Rishi Sunak’s controversial fund to support start-ups during the Covid pandemic invested nearly £2m in companies linked to his wife, Guardian analysis has found.
Carousel Ventures, a company part-owned by Akshata Murty's venture capital firm, got an investment of £250,000 from the Future Fund to help fund its ownership of a luxury underwear business called Heist Studios, it can be disclosed.
It is the fourth business linked to Murty revealed to have received an investment from the fund set up by Sunak to support start-ups when he was chancellor during the Covid pandemic.

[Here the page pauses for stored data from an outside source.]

//! The outcome container: one write-once state, classified at construction,
//! with chaining and resolution layered on top.

use std::fmt;
use std::future::{Future, IntoFuture};

use futures::future::{self, BoxFuture};
use futures::FutureExt;

use crate::step::{settle, Step};

/// A computation outcome that is either already settled or still in flight.
///
/// The state is fixed when the container is built and never mutated; every
/// derived container is freshly constructed. Operations that consume the
/// stored outcome take `self` by value, so an outcome can be extracted at
/// most once, while the borrowing accessors ([`value`](Self::value),
/// [`error`](Self::error), the `is_*` predicates) can observe it any number
/// of times.
///
/// # Examples
///
/// ```
/// use value_or_future::{Step, ValueOrFuture};
///
/// let parsed: ValueOrFuture<i32, String> =
///     ValueOrFuture::new(|| "21".parse::<i32>().map(Step::ready).map_err(|e| e.to_string()));
/// let doubled = parsed.then(|n| Ok(Step::ready(n * 2)));
/// assert_eq!(doubled.resolve().now(), Some(Ok(42)));
/// ```
pub struct ValueOrFuture<T, E> {
    pub(crate) state: State<T, E>,
}

pub(crate) enum State<T, E> {
    Fulfilled(T),
    Rejected(E),
    Pending(BoxFuture<'static, Result<T, E>>),
}

impl<T, E> ValueOrFuture<T, E> {
    /// Runs `executor` immediately, exactly once, and captures what it
    /// produced: `Err` becomes a rejected container, a ready step a
    /// fulfilled one, and a deferred step a pending one. The deferred
    /// future is stored untouched, never awaited here.
    ///
    /// # Examples
    ///
    /// ```
    /// use value_or_future::{Step, ValueOrFuture};
    ///
    /// let fulfilled: ValueOrFuture<i32, String> = ValueOrFuture::new(|| Ok(Step::ready(5)));
    /// assert!(fulfilled.is_fulfilled());
    ///
    /// let rejected: ValueOrFuture<i32, String> = ValueOrFuture::new(|| Err("nope".into()));
    /// assert!(rejected.is_rejected());
    ///
    /// let pending: ValueOrFuture<i32, String> =
    ///     ValueOrFuture::new(|| Ok(Step::deferred(async { Ok(5) })));
    /// assert!(pending.is_pending());
    /// ```
    pub fn new<F>(executor: F) -> Self
    where
        F: FnOnce() -> Result<Step<T, E>, E>,
    {
        let state = match executor() {
            Ok(Step::Ready(value)) => State::Fulfilled(value),
            Ok(Step::Deferred(handle)) => State::Pending(handle),
            Err(reason) => State::Rejected(reason),
        };
        ValueOrFuture { state }
    }

    /// A container fulfilled with `value`.
    pub fn from_value(value: T) -> Self {
        ValueOrFuture {
            state: State::Fulfilled(value),
        }
    }

    /// A container rejected with `reason`.
    pub fn from_error(reason: E) -> Self {
        ValueOrFuture {
            state: State::Rejected(reason),
        }
    }

    /// A container pending on `handle`.
    pub fn from_future<F>(handle: F) -> Self
    where
        F: Future<Output = Result<T, E>> + Send + 'static,
    {
        ValueOrFuture {
            state: State::Pending(handle.boxed()),
        }
    }

    /// The fulfilled value, if there is one.
    pub fn value(&self) -> Option<&T> {
        match &self.state {
            State::Fulfilled(value) => Some(value),
            _ => None,
        }
    }

    /// The rejection reason, if there is one.
    pub fn error(&self) -> Option<&E> {
        match &self.state {
            State::Rejected(reason) => Some(reason),
            _ => None,
        }
    }

    pub fn is_fulfilled(&self) -> bool {
        matches!(self.state, State::Fulfilled(_))
    }

    pub fn is_rejected(&self) -> bool {
        matches!(self.state, State::Rejected(_))
    }

    pub fn is_pending(&self) -> bool {
        matches!(self.state, State::Pending(_))
    }

    /// Extracts the outcome: [`Resolution::Now`] with the value or reason
    /// when the container is settled, [`Resolution::Later`] with the stored
    /// handle when it is not. A settled outcome costs no wrapping; async
    /// callers can skip the distinction entirely and `.await` the container.
    ///
    /// # Examples
    ///
    /// ```
    /// use value_or_future::ValueOrFuture;
    ///
    /// let settled = ValueOrFuture::<i32, String>::from_value(5);
    /// assert_eq!(settled.resolve().now(), Some(Ok(5)));
    ///
    /// let waiting = ValueOrFuture::<i32, String>::from_future(async { Ok(5) });
    /// assert!(waiting.resolve().now().is_none());
    /// ```
    pub fn resolve(self) -> Resolution<T, E> {
        match self.state {
            State::Fulfilled(value) => Resolution::Now(Ok(value)),
            State::Rejected(reason) => Resolution::Now(Err(reason)),
            State::Pending(handle) => Resolution::Later(handle),
        }
    }
}

impl<T, E> ValueOrFuture<T, E>
where
    T: Send + 'static,
    E: Send + 'static,
{
    /// Derives a new container by applying `on_fulfilled` to the value and
    /// `on_rejected` to the reason, whichever the outcome turns out to be.
    ///
    /// A settled container invokes the matching continuation right away and
    /// captures its result under the same rules as [`new`](Self::new): an
    /// `Err` rejects the derived container, a deferred step demotes it to
    /// pending. An unresolved container registers both continuations on the
    /// stored handle, so the derived container is pending even when the
    /// continuations themselves are synchronous.
    pub fn then_catch<U, FS, FR>(self, on_fulfilled: FS, on_rejected: FR) -> ValueOrFuture<U, E>
    where
        U: Send + 'static,
        FS: FnOnce(T) -> Result<Step<U, E>, E> + Send + 'static,
        FR: FnOnce(E) -> Result<Step<U, E>, E> + Send + 'static,
    {
        match self.state {
            State::Fulfilled(value) => ValueOrFuture::new(move || on_fulfilled(value)),
            State::Rejected(reason) => ValueOrFuture::new(move || on_rejected(reason)),
            State::Pending(handle) => ValueOrFuture::new(move || {
                Ok(Step::deferred(async move {
                    match handle.await {
                        Ok(value) => settle(on_fulfilled(value)).await,
                        Err(reason) => settle(on_rejected(reason)).await,
                    }
                }))
            }),
        }
    }

    /// Derives a new container from the fulfilled value; a rejection passes
    /// through untouched.
    ///
    /// # Examples
    ///
    /// ```
    /// use futures::executor::block_on;
    /// use value_or_future::{Step, ValueOrFuture};
    ///
    /// let doubled = ValueOrFuture::<i32, String>::from_value(21).then(|n| Ok(Step::ready(n * 2)));
    /// assert_eq!(doubled.resolve().now(), Some(Ok(42)));
    ///
    /// // A continuation may itself hand off to a future.
    /// let deferred = ValueOrFuture::<i32, String>::from_value(2)
    ///     .then(|n| Ok(Step::deferred(async move { Ok(n * 10) })));
    /// assert!(deferred.is_pending());
    /// assert_eq!(block_on(async { deferred.await }), Ok(20));
    /// ```
    pub fn then<U, FS>(self, on_fulfilled: FS) -> ValueOrFuture<U, E>
    where
        U: Send + 'static,
        FS: FnOnce(T) -> Result<Step<U, E>, E> + Send + 'static,
    {
        self.then_catch(on_fulfilled, Err)
    }

    /// Derives a new container from the rejection reason; a fulfilled value
    /// passes through untouched.
    ///
    /// # Examples
    ///
    /// ```
    /// use value_or_future::{Step, ValueOrFuture};
    ///
    /// let recovered = ValueOrFuture::<i32, String>::from_error("offline".into())
    ///     .catch(|reason| Ok(Step::ready(reason.len() as i32)));
    /// assert_eq!(recovered.resolve().now(), Some(Ok(7)));
    /// ```
    pub fn catch<FR>(self, on_rejected: FR) -> ValueOrFuture<T, E>
    where
        FR: FnOnce(E) -> Result<Step<T, E>, E> + Send + 'static,
    {
        self.then_catch(|value| Ok(Step::Ready(value)), on_rejected)
    }
}

impl<T, E> From<Result<T, E>> for ValueOrFuture<T, E> {
    fn from(outcome: Result<T, E>) -> Self {
        match outcome {
            Ok(value) => ValueOrFuture::from_value(value),
            Err(reason) => ValueOrFuture::from_error(reason),
        }
    }
}

impl<T, E> IntoFuture for ValueOrFuture<T, E>
where
    T: Send + 'static,
    E: Send + 'static,
{
    type Output = Result<T, E>;
    type IntoFuture = BoxFuture<'static, Result<T, E>>;

    fn into_future(self) -> Self::IntoFuture {
        self.resolve().into_future()
    }
}

impl<T: fmt::Debug, E: fmt::Debug> fmt::Debug for ValueOrFuture<T, E> {
    fn fmt(&self, f: &mut fmt::Formatter<'_>) -> fmt::Result {
        match &self.state {
            State::Fulfilled(value) => f.debug_tuple("Fulfilled").field(value).finish(),
            State::Rejected(reason) => f.debug_tuple("Rejected").field(reason).finish(),
            State::Pending(_) => f.write_str("Pending(..)"),
        }
    }
}

/// What [`ValueOrFuture::resolve`] extracted: a settled outcome, or the
/// handle to keep waiting on.
pub enum Resolution<T, E> {
    /// The outcome, available with no wrapping cost.
    Now(Result<T, E>),
    /// Still in flight; await the handle.
    Later(BoxFuture<'static, Result<T, E>>),
}

impl<T, E> Resolution<T, E> {
    /// The settled outcome, or `None` when the computation is still in
    /// flight.
    pub fn now(self) -> Option<Result<T, E>> {
        match self {
            Resolution::Now(outcome) => Some(outcome),
            Resolution::Later(_) => None,
        }
    }
}

impl<T, E> IntoFuture for Resolution<T, E>
where
    T: Send + 'static,
    E: Send + 'static,
{
    type Output = Result<T, E>;
    type IntoFuture = BoxFuture<'static, Result<T, E>>;

    fn into_future(self) -> Self::IntoFuture {
        match self {
            Resolution::Now(outcome) => future::ready(outcome).boxed(),
            Resolution::Later(handle) => handle,
        }
    }
}

impl<T: fmt::Debug, E: fmt::Debug> fmt::Debug for Resolution<T, E> {
    fn fmt(&self, f: &mut fmt::Formatter<'_>) -> fmt::Result {
        match self {
            Resolution::Now(outcome) => f.debug_tuple("Now").field(outcome).finish(),
            Resolution::Later(_) => f.write_str("Later(..)"),
        }
    }
}

#[cfg(test)]
mod tests {
    use super::*;
    use crate::oneshot::Completer;
    use futures::executor::block_on;

    #[test]
    fn captures_value_synchronously() {
        let container: ValueOrFuture<i32, String> = ValueOrFuture::new(|| Ok(Step::ready(5)));
        assert!(container.is_fulfilled());
        assert_eq!(container.resolve().now(), Some(Ok(5)));
    }

    #[test]
    fn captures_failure_without_propagating() {
        let container: ValueOrFuture<i32, String> = ValueOrFuture::new(|| Err("boom".into()));
        assert_eq!(container.error(), Some(&"boom".to_string()));
        assert_eq!(container.resolve().now(), Some(Err("boom".into())));
    }

    #[test]
    fn classifies_futures_as_pending() {
        let container: ValueOrFuture<i32, String> =
            ValueOrFuture::new(|| Ok(Step::deferred(async { Ok(7) })));
        assert!(container.is_pending());
        assert_eq!(block_on(container.into_future()), Ok(7));
    }

    #[test]
    fn executor_runs_exactly_once() {
        let mut runs = 0;
        let container: ValueOrFuture<i32, String> = ValueOrFuture::new(|| {
            runs += 1;
            Ok(Step::ready(runs))
        });
        assert_eq!(runs, 1);
        assert_eq!(container.value(), Some(&1));
        assert_eq!(container.value(), Some(&1));
    }

    #[test]
    fn then_applies_to_fulfilled() {
        let out = ValueOrFuture::<i32, String>::from_value(21).then(|n| Ok(Step::ready(n * 2)));
        assert_eq!(out.resolve().now(), Some(Ok(42)));
    }

    #[test]
    fn then_passes_rejection_through_untouched() {
        let out = ValueOrFuture::<i32, String>::from_error("bad".into())
            .then(|n| Ok(Step::ready(n * 2)));
        assert_eq!(out.resolve().now(), Some(Err("bad".into())));
    }

    #[test]
    fn failing_continuation_rejects_derived_container() {
        let out: ValueOrFuture<i32, String> =
            ValueOrFuture::<i32, String>::from_value(1).then(|_| Err("blew up".to_string()));
        assert_eq!(out.resolve().now(), Some(Err("blew up".to_string())));
    }

    #[test]
    fn continuation_future_demotes_to_pending() {
        let out = ValueOrFuture::<i32, String>::from_value(4)
            .then(|n| Ok(Step::deferred(async move { Ok(n * n) })));
        assert!(out.is_pending());
        assert_eq!(block_on(out.into_future()), Ok(16));
    }

    #[test]
    fn catch_recovers_from_rejection() {
        let out = ValueOrFuture::<i32, String>::from_error("bad".into())
            .catch(|reason| Ok(Step::ready(reason.len() as i32)));
        assert_eq!(out.resolve().now(), Some(Ok(3)));
    }

    #[test]
    fn catch_leaves_fulfilled_untouched() {
        let out = ValueOrFuture::<i32, String>::from_value(9)
            .catch(|_| Ok(Step::ready(0)));
        assert_eq!(out.resolve().now(), Some(Ok(9)));
    }

    #[test]
    fn chaining_on_pending_stays_pending() {
        let (completer, waiter) = Completer::<Result<i32, String>>::new();
        let container =
            ValueOrFuture::from_future(async move { waiter.await.expect("completer kept") });
        let chained = container.then(|n| Ok(Step::ready(n + 1)));
        assert!(chained.is_pending());
        completer.settle(Ok(41));
        assert_eq!(block_on(chained.into_future()), Ok(42));
    }

    #[test]
    fn rejection_travels_through_pending_chain() {
        let (completer, waiter) = Completer::<Result<i32, String>>::new();
        let chained =
            ValueOrFuture::from_future(async move { waiter.await.expect("completer kept") })
                .then(|n| Ok(Step::ready(n + 1)));
        completer.settle(Err("remote down".to_string()));
        assert_eq!(
            block_on(chained.into_future()),
            Err("remote down".to_string())
        );
    }

    #[test]
    fn result_conversion_classifies_both_ways() {
        let ok: ValueOrFuture<i32, String> = Ok(3).into();
        assert!(ok.is_fulfilled());
        let err: ValueOrFuture<i32, String> = Err("no".to_string()).into();
        assert!(err.is_rejected());
    }
}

None of Murty's investments that benefited from the Future Fund appear publicly on Sunak’s register of ministerial interests.
This, the paper goes on to say, is just one of 17 shareholdings that have been held by Murty or her venture capital company Catamaran Ventures UK at during Sunak’s time as chancellor or prime minister. He has voluntarily disclosed none of them.
At best this shows a complete disregard for disregard the rules about the disclosure of financial interests. At worst it is corruption.
This is where 13 years of Conservative government - or, more accurately, the eight years since the end of the Coalition - have left us.
I am also reminded of P.G. Wodehouse's The Code of the Woosters. As Christopher Hitchens once wrote:
In the climactic scene of The Code of the Woosters, Bertie confronts Sir Roderick Spode, the sinister bully who is "founder and head of the Saviours of Britain, a Fascist organization better known as the Black Shorts." He reduces Spode to a jelly by disclosing that he knows the would-be dictator's ghastly secret - his ownership of Eulalie Soeurs, a female underwear consortium.